▶ _Work to complete_
Return each line of the records below that contains the word "MaterialProperties".

Start of Given data

impl IsoDomain {
    /// Integrator exact for a polynomial integrand with the given per-axis degrees.
    ///
    /// Collapsed domains raise the degree seen by the outer axes.
    pub fn integrator(self, degrees: [usize; 3]) -> GaussianIntegrator<'static> {
        let [d0, d1, d2] = degrees;
        match self {
            IsoDomain::Line => GaussianIntegrator::line(-1.0, 1.0, gauss_point_count(d0)),
            IsoDomain::Rectangle => {
                GaussianIntegrator::rectangle(gauss_point_count(d0), gauss_point_count(d1))
            }
            IsoDomain::Triangle => {
                GaussianIntegrator::triangle(gauss_point_count(d0), gauss_point_count(d0 + d1 + 1))
            }
            IsoDomain::Tetrahedron => GaussianIntegrator::tetrahedron(
                gauss_point_count(d0),
                gauss_point_count(d0 + d1 + 1),
                gauss_point_count(d0 + d1 + d2 + 2),
            ),
        }
    }

    /// Iso coordinates of the corner nodes
    pub fn node_locations(self) -> Vec<IsoPoint> {
        match self {
            IsoDomain::Line => vec![IsoPoint::on_line(-1.0), IsoPoint::on_line(1.0)],
            IsoDomain::Triangle => vec![
                IsoPoint::on_plane(0.0, 0.0),
                IsoPoint::on_plane(1.0, 0.0),
                IsoPoint::on_plane(0.0, 1.0),
            ],
            IsoDomain::Rectangle => vec![
                IsoPoint::on_plane(-1.0, -1.0),
                IsoPoint::on_plane(1.0, -1.0),
                IsoPoint::on_plane(1.0, 1.0),
                IsoPoint::on_plane(-1.0, 1.0),
            ],
            IsoDomain::Tetrahedron => vec![
                IsoPoint::new(0.0, 0.0, 0.0),
                IsoPoint::new(1.0, 0.0, 0.0),
                IsoPoint::new(0.0, 1.0, 0.0),
                IsoPoint::new(0.0, 0.0, 1.0),
            ],
        }
    }

    /// Fail with `DomainError` when `iso` lies outside the domain
    pub fn check(self, iso: IsoPoint, tol: f64) -> FEAResult<()> {
        match self {
            IsoDomain::Line => check_domain(iso.xi, -1.0, 1.0, tol),
            IsoDomain::Rectangle => {
                check_domain(iso.xi, -1.0, 1.0, tol)?;
                check_domain(iso.eta, -1.0, 1.0, tol)
            }
            IsoDomain::Triangle => {
                check_domain(iso.xi, 0.0, 1.0, tol)?;
                check_domain(iso.eta, 0.0, 1.0, tol)?;
                check_domain(iso.xi + iso.eta, 0.0, 1.0, tol)
            }
            IsoDomain::Tetrahedron => {
                check_domain(iso.xi, 0.0, 1.0, tol)?;
                check_domain(iso.eta, 0.0, 1.0, tol)?;
                check_domain(iso.lambda, 0.0, 1.0, tol)?;
                check_domain(iso.xi + iso.eta + iso.lambda, 0.0, 1.0, tol)
            }
        }
    }

    /// Geometric (linear or bilinear) shape function values
    pub fn shape_values(self, iso: IsoPoint) -> Vec<f64> {
        let IsoPoint { xi, eta, lambda } = iso;
        match self {
            IsoDomain::Line => vec![(1.0 - xi) / 2.0, (1.0 + xi) / 2.0],
            IsoDomain::Triangle => vec![1.0 - xi - eta, xi, eta],
            IsoDomain::Rectangle => vec![
                0.25 * (1.0 - xi) * (1.0 - eta),
                0.25 * (1.0 + xi) * (1.0 - eta),
                0.25 * (1.0 + xi) * (1.0 + eta),
                0.25 * (1.0 - xi) * (1.0 + eta),
            ],
            IsoDomain::Tetrahedron => vec![1.0 - xi - eta - lambda, xi, eta, lambda],
        }
    }

    /// Derivatives of the geometric shape functions, one row per iso axis
    pub fn shape_derivatives(self, iso: IsoPoint) -> Mat {
        let IsoPoint { xi, eta, .. } = iso;
        match self {
            IsoDomain::Line => Mat::from_row_slice(1, 2, &[-0.5, 0.5]),
            IsoDomain::Triangle => Mat::from_row_slice(2, 3, &[-1.0, 1.0, 0.0, -1.0, 0.0, 1.0]),
            #[rustfmt::skip]
            IsoDomain::Rectangle => Mat::from_row_slice(2, 4, &[
                -0.25 * (1.0 - eta), 0.25 * (1.0 - eta), 0.25 * (1.0 + eta), -0.25 * (1.0 + eta),
                -0.25 * (1.0 - xi), -0.25 * (1.0 + xi), 0.25 * (1.0 + xi), 0.25 * (1.0 - xi),
            ]),
            #[rustfmt::skip]
            IsoDomain::Tetrahedron => Mat::from_row_slice(3, 4, &[
                -1.0, 1.0, 0.0, 0.0,
                -1.0, 0.0, 1.0, 0.0,
                -1.0, 0.0, 0.0, 1.0,
            ]),
        }
    }

    /// Dimension of the iso space
    pub fn dimension(self) -> usize {
        match self {
            IsoDomain::Line => 1,
            IsoDomain::Triangle | IsoDomain::Rectangle => 2,
            IsoDomain::Tetrahedron => 3,
        }
    }

    /// Jacobian `d(x..)/d(xi..)` from local node coordinates
    pub fn jacobian(self, nodes: &[Vec3], iso: IsoPoint) -> FEAResult<Mat> {
        let dn = self.shape_derivatives(iso);
        if dn.ncols() != nodes.len() {
            return Err(FEAError::DimensionError {
                expected: (dn.ncols(), 3),
                actual: (nodes.len(), 3),
            });
        }
        let dim = self.dimension();
        let coords = Mat::from_fn(nodes.len(), dim, |i, j| nodes[i][j]);
        Ok(dn * coords)
    }

    /// Local coordinates of an iso point
    pub fn iso_to_local(self, nodes: &[Vec3], iso: IsoPoint) -> FEAResult<Vec3> {
        let n = self.shape_values(iso);
        if n.len() != nodes.len() {
            return Err(FEAError::DimensionError {
                expected: (n.len(), 3),
                actual: (nodes.len(), 3),
            });
        }
        Ok(n.iter().zip(nodes).fold(Vec3::zeros(), |acc, (w, p)| acc + p * *w))
    }

    /// Iso coordinates of a local point; bilinear quads are inverted by Newton iteration
    pub fn local_to_iso(
        self,
        nodes: &[Vec3],
        p: Vec3,
        geometry_tol: f64,
        iso_tol: f64,
    ) -> FEAResult<IsoPoint> {
        let expected = self.node_locations().len();
        if nodes.len() != expected {
            return Err(FEAError::DimensionError {
                expected: (expected, 3),
                actual: (nodes.len(), 3),
            });
        }

        if self == IsoDomain::Line {
            let axis = nodes[1] - nodes[0];
            let length = axis.norm();
            if length < geometry_tol {
                return Err(FEAError::degenerate("bar has zero length"));
            }
            let xi = 2.0 * (p - nodes[0]).dot(&axis) / (length * length) - 1.0;
            let iso = IsoPoint::on_line(xi);
            self.check(iso, iso_tol)?;
            return Ok(iso);
        }

        let dim = self.dimension();
        let mut iso = match self {
            IsoDomain::Triangle => IsoPoint::on_plane(1.0 / 3.0, 1.0 / 3.0),
            IsoDomain::Tetrahedron => IsoPoint::new(0.25, 0.25, 0.25),
            _ => IsoPoint::default(),
        };

        for _ in 0..50 {
            let r = p - self.iso_to_local(nodes, iso)?;
            let jt = self.jacobian(nodes, iso)?.transpose();
            let (inv, _) = crate::math::invert_jacobian(&jt, geometry_tol)?;
            let rhs = Vector::from_iterator(dim, (0..dim).map(|i| r[i]));
            let d = inv * rhs;
            iso.xi += d[0];
            if dim > 1 {
                iso.eta += d[1];
            }
            if dim > 2 {
                iso.lambda += d[2];
            }
            if d.norm() < 1e-14 {
                break;
            }
        }
        self.check(iso, iso_tol)?;
        Ok(iso)
    }
}

/// Plane stress constitutive matrix `[[d11, d12, 0], [d12, d22, 0], [0, 0, gxy]]`
pub fn plane_stress_matrix(m: &MaterialProperties) -> Mat {
    let den = 1.0 - m.nu_xy * m.nu_yx;
    #[rustfmt::skip]
    let d = Mat::from_row_slice(3, 3, &[
        m.ex / den, m.ex * m.nu_yx / den, 0.0,
        m.ex * m.nu_yx / den, m.ey / den, 0.0,
        0.0, 0.0, m.gxy,
    ]);
    d
}

/// In-plane block of the 3D elasticity, zero out-of-plane strain
pub fn plane_strain_matrix(m: &MaterialProperties) -> FEAResult<Mat> {
    let full = orthotropic_elasticity(m)?;
    let mut d = Mat::zeros(3, 3);
    for (r, fr) in [0, 1, 3].into_iter().enumerate() {
        for (c, fc) in [0, 1, 3].into_iter().enumerate() {
            d[(r, c)] = full[(fr, fc)];
        }
    }
    Ok(d)
}

/// Membrane constitutive matrix for the section's formulation
pub fn membrane_matrix(m: &MaterialProperties, formulation: MembraneFormulation) -> FEAResult<Mat> {
    match formulation {
        MembraneFormulation::PlaneStress => Ok(plane_stress_matrix(m)),
        MembraneFormulation::PlaneStrain => plane_strain_matrix(m),
    }
}

fn check_vector_len(u: &Vector, expected: usize) -> FEAResult<()> {
    if u.len() != expected {
        return Err(FEAError::DimensionError {
            expected: (expected, 1),
            actual: (u.len(), 1),
        });
    }
    Ok(())
}

/// Strategy computing the matrices of one kinematic behavior of an element
pub trait ElementHelper: fmt::Debug + Send + Sync {
    fn kind(&self) -> HelperKind;

    /// DOFs this helper owns at every node
    fn dofs_per_node(&self) -> &'static [Dof];

    /// Components interpolated by `interpolation_at`, one per row
    fn interpolated_dofs(&self) -> &'static [Dof] {
        self.dofs_per_node()
    }

    fn domain(&self) -> IsoDomain;

    /// `UnsupportedFormulation` or `DegenerateGeometry` if the element cannot be formulated
    fn check(&self, elm: &Element) -> FEAResult<()>;

    /// Helper DOFs in the order of matrix rows and columns
    fn dof_order(&self, elm: &Element) -> Vec<LocalDof> {
        node_major_order(elm.node_count(), self.dofs_per_node())
    }

    fn n_matrix_at(&self, elm: &Element, iso: IsoPoint) -> FEAResult<Mat>;
    fn b_matrix_at(&self, elm: &Element, iso: IsoPoint) -> FEAResult<Mat>;
    fn d_matrix_at(&self, elm: &Element, iso: IsoPoint) -> FEAResult<Mat>;
    fn rho_matrix_at(&self, elm: &Element, iso: IsoPoint) -> FEAResult<Mat>;
    fn mu_matrix_at(&self, elm: &Element, iso: IsoPoint) -> FEAResult<Mat>;
    fn j_matrix_at(&self, elm: &Element, iso: IsoPoint) -> FEAResult<Mat>;

    fn det_j_at(&self, elm: &Element, iso: IsoPoint) -> FEAResult<f64> {
        Ok(self.j_matrix_at(elm, iso)?.determinant())
    }

    /// Field values of `interpolated_dofs` in terms of the helper DOFs
    fn interpolation_at(&self, elm: &Element, iso: IsoPoint) -> FEAResult<Mat>;

    /// Per axis polynomial degree of the interpolation
    fn n_max_order(&self, elm: &Element) -> FEAResult<[usize; 3]>;
    fn b_max_order(&self, elm: &Element) -> FEAResult<[usize; 3]>;
    fn det_j_order(&self, elm: &Element) -> FEAResult<[usize; 3]>;

    /// Per axis polynomial degree of section and material properties
    fn property_order(&self, _elm: &Element) -> FEAResult<[usize; 3]> {
        Ok([0; 3])
    }

    /// `integral of B^T D B |J|`
    fn local_stiffness_matrix(&self, elm: &Element) -> FEAResult<Mat> {
        self.check(elm)?;
        let degrees = integrand_degrees(
            self.b_max_order(elm)?,
            self.det_j_order(elm)?,
            self.property_order(elm)?,
        );
        debug!("{:?}: stiffness integrand degrees {:?}", self.kind(), degrees);

        self.domain().integrator(degrees).integrate(|xi, eta, gamma| {
            let iso = IsoPoint::new(xi, eta, gamma);
            let b = self.b_matrix_at(elm, iso)?;
            let d = self.d_matrix_at(elm, iso)?;
            let det = self.det_j_at(elm, iso)?;
            Ok(b.transpose() * d * b * det.abs())
        })
    }

    /// `integral of N^T rho N |J|`
    fn local_mass_matrix(&self, elm: &Element) -> FEAResult<Mat> {
        self.check(elm)?;
        let degrees = integrand_degrees(
            self.n_max_order(elm)?,
            self.det_j_order(elm)?,
            self.property_order(elm)?,
        );
        self.domain().integrator(degrees).integrate(|xi, eta, gamma| {
            let iso = IsoPoint::new(xi, eta, gamma);
            let n = self.interpolation_at(elm, iso)?;
            let rho = self.rho_matrix_at(elm, iso)?;
            let det = self.det_j_at(elm, iso)?;
            Ok(n.transpose() * rho * n * det.abs())
        })
    }

    /// `integral of N^T mu N |J|`
    fn local_damping_matrix(&self, elm: &Element) -> FEAResult<Mat> {
        self.check(elm)?;
        let degrees = integrand_degrees(
            self.n_max_order(elm)?,
            self.det_j_order(elm)?,
            self.property_order(elm)?,
        );
        self.domain().integrator(degrees).integrate(|xi, eta, gamma| {
            let iso = IsoPoint::new(xi, eta, gamma);
            let n = self.interpolation_at(elm, iso)?;
            let mu = self.mu_matrix_at(elm, iso)?;
            let det = self.det_j_at(elm, iso)?;
            Ok(n.transpose() * mu * n * det.abs())
        })
    }

    /// Internal force at `iso` caused by the helper DOF values `u`
    fn local_internal_force_at(&self, elm: &Element, u: &Vector, iso: IsoPoint) -> FEAResult<Force>;

    /// Interpolated displacement at `iso` from the helper DOF values `u`
    fn local_displacement_at(&self, elm: &Element, u: &Vector, iso: IsoPoint) -> FEAResult<Displacement> {
        self.domain().check(iso, elm.options().iso_tolerance)?;
        check_vector_len(u, self.dof_order(elm).len())?;
        let values = self.interpolation_at(elm, iso)? * u;
        let mut arr = [0.0; 6];
        for (row, dof) in self.interpolated_dofs().iter().enumerate() {
            arr[dof.index()] = values[row];
        }
        Ok(Displacement::from_array(arr))
    }

    /// Generalized stress `D * B * u`: stress resultants for bars, membranes
    /// and plates, Cauchy stress for solids
    fn local_stress_at(&self, elm: &Element, u: &Vector, iso: IsoPoint) -> FEAResult<Vector> {
        self.domain().check(iso, elm.options().iso_tolerance)?;
        check_vector_len(u, self.dof_order(elm).len())?;
        let b = self.b_matrix_at(elm, iso)?;
        let d = self.d_matrix_at(elm, iso)?;
        Ok(d * b * u)
    }
}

End of Given data

▶ _Task response_
pub fn plane_stress_matrix(m: &MaterialProperties) -> Mat {
pub fn plane_strain_matrix(m: &MaterialProperties) -> FEAResult<Mat> {
pub fn membrane_matrix(m: &MaterialProperties, formulation: MembraneFormulation) -> FEAResult<Mat> {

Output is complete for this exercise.